§ Data in this exercise
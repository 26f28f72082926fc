use futures::FutureExt;
use graft_client::DependentError;
use graft_shared::{
    Change, ChangeEffects, Coordinator, EntityError, EntityId, Graph, GraphContext, MemoryStore,
    SyncError, SyncHandler,
};
use graft_server::{Authority, AuthorityConfig};
use graft_test::{fixtures, seed, TestNetwork};
use proptest::prelude::*;
use serde_json::{json, Value};

fn id(value: &str) -> EntityId {
    EntityId::new(value)
}

// Coordinator handler that neither loads nor forwards anything
struct Isolated;

impl SyncHandler for Isolated {
    fn load(&mut self, _ctx: &GraphContext, _id: &EntityId) -> Result<Option<Value>, SyncError> {
        Ok(None)
    }

    fn propagate(&mut self, _graph: &Graph, _change: &Change) -> Result<(), SyncError> {
        Ok(())
    }

    fn persist(
        &mut self,
        _graph: &Graph,
        _ctx: &GraphContext,
        _change: &Change,
        _effects: &ChangeEffects,
    ) -> Result<(), SyncError> {
        Ok(())
    }
}

fn listening_network(dependents: usize) -> TestNetwork {
    let mut network = TestNetwork::seeded();
    for _ in 0..dependents {
        let index = network.add_shared_dependent();
        network.dependent(index).get_entity(&id("Root"), -1).unwrap();
    }
    network.exchange();
    network
}

#[test]
fn concurrent_writers_converge_without_echoes() {
    let mut network = listening_network(2);

    network
        .dependent(0)
        .set(&id("Browser-1"), "x", json!(0.75))
        .unwrap();
    network
        .dependent(1)
        .set(&id("Browser-1"), "visible", json!(false))
        .unwrap();
    let exchange = network.exchange();

    assert_eq!(exchange.authority_changes.len(), 2);
    assert_eq!(exchange.dependent_changes[0].len(), 1);
    assert_eq!(exchange.dependent_changes[1].len(), 1);
    for index in 0..2 {
        let browser = network.dependent(index).entity(&id("Browser-1")).unwrap();
        assert_eq!(browser.value("x"), Some(&json!(0.75)));
        assert_eq!(browser.value("visible"), Some(&json!(false)));
    }

    let quiet = network.exchange();
    assert_eq!(quiet.rounds, 1);
    assert!(quiet.authority_changes.is_empty());
}

#[test]
fn fetch_resolves_exactly_the_requested_depth() {
    let mut network = TestNetwork::seeded();
    let index = network.add_shared_dependent();

    let future = network.dependent(index).get_entity(&id("Screen"), 1).unwrap();

    assert!(future.now_or_never().unwrap().is_ok());
    let graph = network.dependent(index).graph();
    assert!(graph.satisfies(&id("Screen"), 1));
    assert!(!graph.satisfies(&id("Screen"), 2));
    assert!(graph.contains(&id("Display-1")));
    assert!(!graph.contains(&id("Browser-1")));
    let browsers = graph
        .get(&id("Display-1"))
        .unwrap()
        .container("browsers")
        .unwrap();
    assert!(browsers.contains(&id("Browser-1")));
    assert!(!browsers.is_loaded(&id("Browser-1")));
}

#[test]
fn parent_loads_after_its_nested_child() {
    let mut network = TestNetwork::seeded();
    let index = network.add_shared_dependent();

    let screen = network.dependent(index).get_entity(&id("Screen"), 0).unwrap();
    assert!(screen.now_or_never().unwrap().is_ok());
    let root = network.dependent(index).get_entity(&id("Root"), 0).unwrap();

    let root = root.now_or_never().unwrap().unwrap();
    assert_eq!(root.child("screen"), Some(&id("Screen")));
    assert!(network.dependent(index).graph().satisfies(&id("Root"), 0));
    let exchange = network.exchange();
    assert!(exchange.dependent_errors.iter().all(Vec::is_empty));
    assert!(exchange.authority_errors.is_empty());
}

#[test]
fn nested_entity_shares_its_parents_level() {
    let mut network = TestNetwork::seeded();
    let index = network.add_shared_dependent();

    let future = network.dependent(index).get_entity(&id("Root"), 1).unwrap();

    assert!(future.now_or_never().unwrap().is_ok());
    let graph = network.dependent(index).graph();
    assert!(graph.satisfies(&id("Root"), 1));
    assert!(!graph.satisfies(&id("Root"), 2));
    assert!(graph.contains(&id("Display-1")));
    assert!(!graph.contains(&id("Browser-1")));
}

#[test]
fn live_ids_cannot_be_reused() {
    let mut network = listening_network(1);

    let result = network.dependent(0).container_insert(
        &id("Browser-1"),
        "plugins",
        fixtures::clock("Display-1", "Browser-1", "#000000"),
    );

    match result {
        Err(DependentError::Sync(SyncError::Entity(EntityError::DuplicateId { id }))) => {
            assert_eq!(id, "Display-1");
        }
        _ => panic!("Expected DuplicateId error"),
    }
    let exchange = network.exchange();
    assert!(exchange.authority_changes.is_empty());
}

#[test]
fn repeated_registration_is_idempotent() {
    let mut network = listening_network(1);
    let key = network.test_dependent(0).key;
    let before = network.authority.listeners(&key).unwrap().len();

    network.dependent(0).get_entity(&id("Root"), -1).unwrap();
    network.exchange();

    assert_eq!(network.authority.listeners(&key).unwrap().len(), before);
}

fn ticker_coordinator(headlines: &[String]) -> Coordinator {
    let mut ctx = fixtures::context();
    ctx.add_schema(fixtures::ticker()).unwrap();
    let mut tree = fixtures::tree();
    tree["screen"]["displays"]["Display-1"]["browsers"]["Browser-1"]["plugins"]["Plugin-1"] = json!({
        "id": "Plugin-1", "parentId": "Browser-1", "parentProperty": "plugins",
        "className": "Ticker", "headlines": headlines
    });
    let mut coordinator = Coordinator::new(ctx);
    coordinator.insert_record(tree).unwrap();
    coordinator
}

proptest! {
    #[test]
    fn splice_matches_vec_splice(
        initial in proptest::collection::vec("[a-z]{1,6}", 0..8),
        index in 0usize..8,
        removed_count in 0usize..8,
        added in proptest::collection::vec("[a-z]{1,6}", 0..4),
    ) {
        let mut coordinator = ticker_coordinator(&initial);
        let plugin = id("Plugin-1");

        let result = coordinator.list_splice(
            &mut Isolated,
            &plugin,
            "headlines",
            index,
            removed_count,
            added.iter().map(|headline| json!(headline)).collect(),
        );

        if index > initial.len() {
            prop_assert!(result.is_err());
        } else {
            prop_assert!(result.is_ok());
            let mut expected = initial.clone();
            let end = (index + removed_count).min(expected.len());
            expected.splice(index..end, added.iter().cloned());
            let actual = coordinator.graph().property_value(&plugin, "headlines").unwrap();
            prop_assert_eq!(actual, json!(expected));
        }
    }

    #[test]
    fn persisted_tree_loads_back_unchanged(
        browsers in proptest::collection::vec((0.0f64..1.0, 0.0f64..1.0, "[a-z]{0,8}"), 1..4),
        width in 1.0f64..4000.0,
    ) {
        let mut tree = fixtures::tree();
        let display = &mut tree["screen"]["displays"]["Display-1"];
        display["width"] = json!(width);
        for (index, (x, y, name)) in browsers.iter().enumerate() {
            let browser_id = format!("Browser-{}", index + 2);
            let mut browser = fixtures::browser(&browser_id, "Display-1", *x, *y);
            browser["name"] = json!(name);
            display["browsers"][browser_id.as_str()] = browser;
        }
        let mut original = Coordinator::new(fixtures::context());
        original.insert_record(tree).unwrap();
        let plain = original.graph().to_plain(&id("Root")).unwrap();

        let store = MemoryStore::new();
        seed(&store, &plain);
        let authority =
            Authority::new(AuthorityConfig::default(), fixtures::context(), store).unwrap();

        prop_assert_eq!(authority.graph().to_plain(&id("Root")).unwrap(), plain);
    }
}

§ Directions
Return the entries in full, keeping every line exactly as it is.

§ Answer to the exercise
repository 26f28f72082926fc
use futures::FutureExt;
use graft_client::DependentError;
use graft_shared::{
    Change, ChangeEffects, Coordinator, EntityError, EntityId, Graph, GraphContext, MemoryStore,
    SyncError, SyncHandler,
};
use graft_server::{Authority, AuthorityConfig};
use graft_test::{fixtures, seed, TestNetwork};
use proptest::prelude::*;
use serde_json::{json, Value};

fn id(value: &str) -> EntityId {
    EntityId::new(value)
}

// Coordinator handler that neither loads nor forwards anything
struct Isolated;

impl SyncHandler for Isolated {
    fn load(&mut self, _ctx: &GraphContext, _id: &EntityId) -> Result<Option<Value>, SyncError> {
        Ok(None)
    }

    fn propagate(&mut self, _graph: &Graph, _change: &Change) -> Result<(), SyncError> {
        Ok(())
    }

    fn persist(
        &mut self,
        _graph: &Graph,
        _ctx: &GraphContext,
        _change: &Change,
        _effects: &ChangeEffects,
    ) -> Result<(), SyncError> {
        Ok(())
    }
}

fn listening_network(dependents: usize) -> TestNetwork {
    let mut network = TestNetwork::seeded();
    for _ in 0..dependents {
        let index = network.add_shared_dependent();
        network.dependent(index).get_entity(&id("Root"), -1).unwrap();
    }
    network.exchange();
    network
}

#[test]
fn concurrent_writers_converge_without_echoes() {
    let mut network = listening_network(2);

    network
        .dependent(0)
        .set(&id("Browser-1"), "x", json!(0.75))
        .unwrap();
    network
        .dependent(1)
        .set(&id("Browser-1"), "visible", json!(false))
        .unwrap();
    let exchange = network.exchange();

    assert_eq!(exchange.authority_changes.len(), 2);
    assert_eq!(exchange.dependent_changes[0].len(), 1);
    assert_eq!(exchange.dependent_changes[1].len(), 1);
    for index in 0..2 {
        let browser = network.dependent(index).entity(&id("Browser-1")).unwrap();
        assert_eq!(browser.value("x"), Some(&json!(0.75)));
        assert_eq!(browser.value("visible"), Some(&json!(false)));
    }

    let quiet = network.exchange();
    assert_eq!(quiet.rounds, 1);
    assert!(quiet.authority_changes.is_empty());
}

#[test]
fn fetch_resolves_exactly_the_requested_depth() {
    let mut network = TestNetwork::seeded();
    let index = network.add_shared_dependent();

    let future = network.dependent(index).get_entity(&id("Screen"), 1).unwrap();

    assert!(future.now_or_never().unwrap().is_ok());
    let graph = network.dependent(index).graph();
    assert!(graph.satisfies(&id("Screen"), 1));
    assert!(!graph.satisfies(&id("Screen"), 2));
    assert!(graph.contains(&id("Display-1")));
    assert!(!graph.contains(&id("Browser-1")));
    let browsers = graph
        .get(&id("Display-1"))
        .unwrap()
        .container("browsers")
        .unwrap();
    assert!(browsers.contains(&id("Browser-1")));
    assert!(!browsers.is_loaded(&id("Browser-1")));
}

#[test]
fn parent_loads_after_its_nested_child() {
    let mut network = TestNetwork::seeded();
    let index = network.add_shared_dependent();

    let screen = network.dependent(index).get_entity(&id("Screen"), 0).unwrap();
    assert!(screen.now_or_never().unwrap().is_ok());
    let root = network.dependent(index).get_entity(&id("Root"), 0).unwrap();

    let root = root.now_or_never().unwrap().unwrap();
    assert_eq!(root.child("screen"), Some(&id("Screen")));
    assert!(network.dependent(index).graph().satisfies(&id("Root"), 0));
    let exchange = network.exchange();
    assert!(exchange.dependent_errors.iter().all(Vec::is_empty));
    assert!(exchange.authority_errors.is_empty());
}

#[test]
fn nested_entity_shares_its_parents_level() {
    let mut network = TestNetwork::seeded();
    let index = network.add_shared_dependent();

    let future = network.dependent(index).get_entity(&id("Root"), 1).unwrap();

    assert!(future.now_or_never().unwrap().is_ok());
    let graph = network.dependent(index).graph();
    assert!(graph.satisfies(&id("Root"), 1));
    assert!(!graph.satisfies(&id("Root"), 2));
    assert!(graph.contains(&id("Display-1")));
    assert!(!graph.contains(&id("Browser-1")));
}

#[test]
fn live_ids_cannot_be_reused() {
    let mut network = listening_network(1);

    let result = network.dependent(0).container_insert(
        &id("Browser-1"),
        "plugins",
        fixtures::clock("Display-1", "Browser-1", "#000000"),
    );

    match result {
        Err(DependentError::Sync(SyncError::Entity(EntityError::DuplicateId { id }))) => {
            assert_eq!(id, "Display-1");
        }
        _ => panic!("Expected DuplicateId error"),
    }
    let exchange = network.exchange();
    assert!(exchange.authority_changes.is_empty());
}

#[test]
fn repeated_registration_is_idempotent() {
    let mut network = listening_network(1);
    let key = network.test_dependent(0).key;
    let before = network.authority.listeners(&key).unwrap().len();

    network.dependent(0).get_entity(&id("Root"), -1).unwrap();
    network.exchange();

    assert_eq!(network.authority.listeners(&key).unwrap().len(), before);
}

fn ticker_coordinator(headlines: &[String]) -> Coordinator {
    let mut ctx = fixtures::context();
    ctx.add_schema(fixtures::ticker()).unwrap();
    let mut tree = fixtures::tree();
    tree["screen"]["displays"]["Display-1"]["browsers"]["Browser-1"]["plugins"]["Plugin-1"] = json!({
        "id": "Plugin-1", "parentId": "Browser-1", "parentProperty": "plugins",
        "className": "Ticker", "headlines": headlines
    });
    let mut coordinator = Coordinator::new(ctx);
    coordinator.insert_record(tree).unwrap();
    coordinator
}

proptest! {
    #[test]
    fn splice_matches_vec_splice(
        initial in proptest::collection::vec("[a-z]{1,6}", 0..8),
        index in 0usize..8,
        removed_count in 0usize..8,
        added in proptest::collection::vec("[a-z]{1,6}", 0..4),
    ) {
        let mut coordinator = ticker_coordinator(&initial);
        let plugin = id("Plugin-1");

        let result = coordinator.list_splice(
            &mut Isolated,
            &plugin,
            "headlines",
            index,
            removed_count,
            added.iter().map(|headline| json!(headline)).collect(),
        );

        if index > initial.len() {
            prop_assert!(result.is_err());
        } else {
            prop_assert!(result.is_ok());
            let mut expected = initial.clone();
            let end = (index + removed_count).min(expected.len());
            expected.splice(index..end, added.iter().cloned());
            let actual = coordinator.graph().property_value(&plugin, "headlines").unwrap();
            prop_assert_eq!(actual, json!(expected));
        }
    }

    #[test]
    fn persisted_tree_loads_back_unchanged(
        browsers in proptest::collection::vec((0.0f64..1.0, 0.0f64..1.0, "[a-z]{0,8}"), 1..4),
        width in 1.0f64..4000.0,
    ) {
        let mut tree = fixtures::tree();
        let display = &mut tree["screen"]["displays"]["Display-1"];
        display["width"] = json!(width);
        for (index, (x, y, name)) in browsers.iter().enumerate() {
            let browser_id = format!("Browser-{}", index + 2);
            let mut browser = fixtures::browser(&browser_id, "Display-1", *x, *y);
            browser["name"] = json!(name);
            display["browsers"][browser_id.as_str()] = browser;
        }
        let mut original = Coordinator::new(fixtures::context());
        original.insert_record(tree).unwrap();
        let plain = original.graph().to_plain(&id("Root")).unwrap();

        let store = MemoryStore::new();
        seed(&store, &plain);
        let authority =
            Authority::new(AuthorityConfig::default(), fixtures::context(), store).unwrap();

        prop_assert_eq!(authority.graph().to_plain(&id("Root")).unwrap(), plain);
    }
}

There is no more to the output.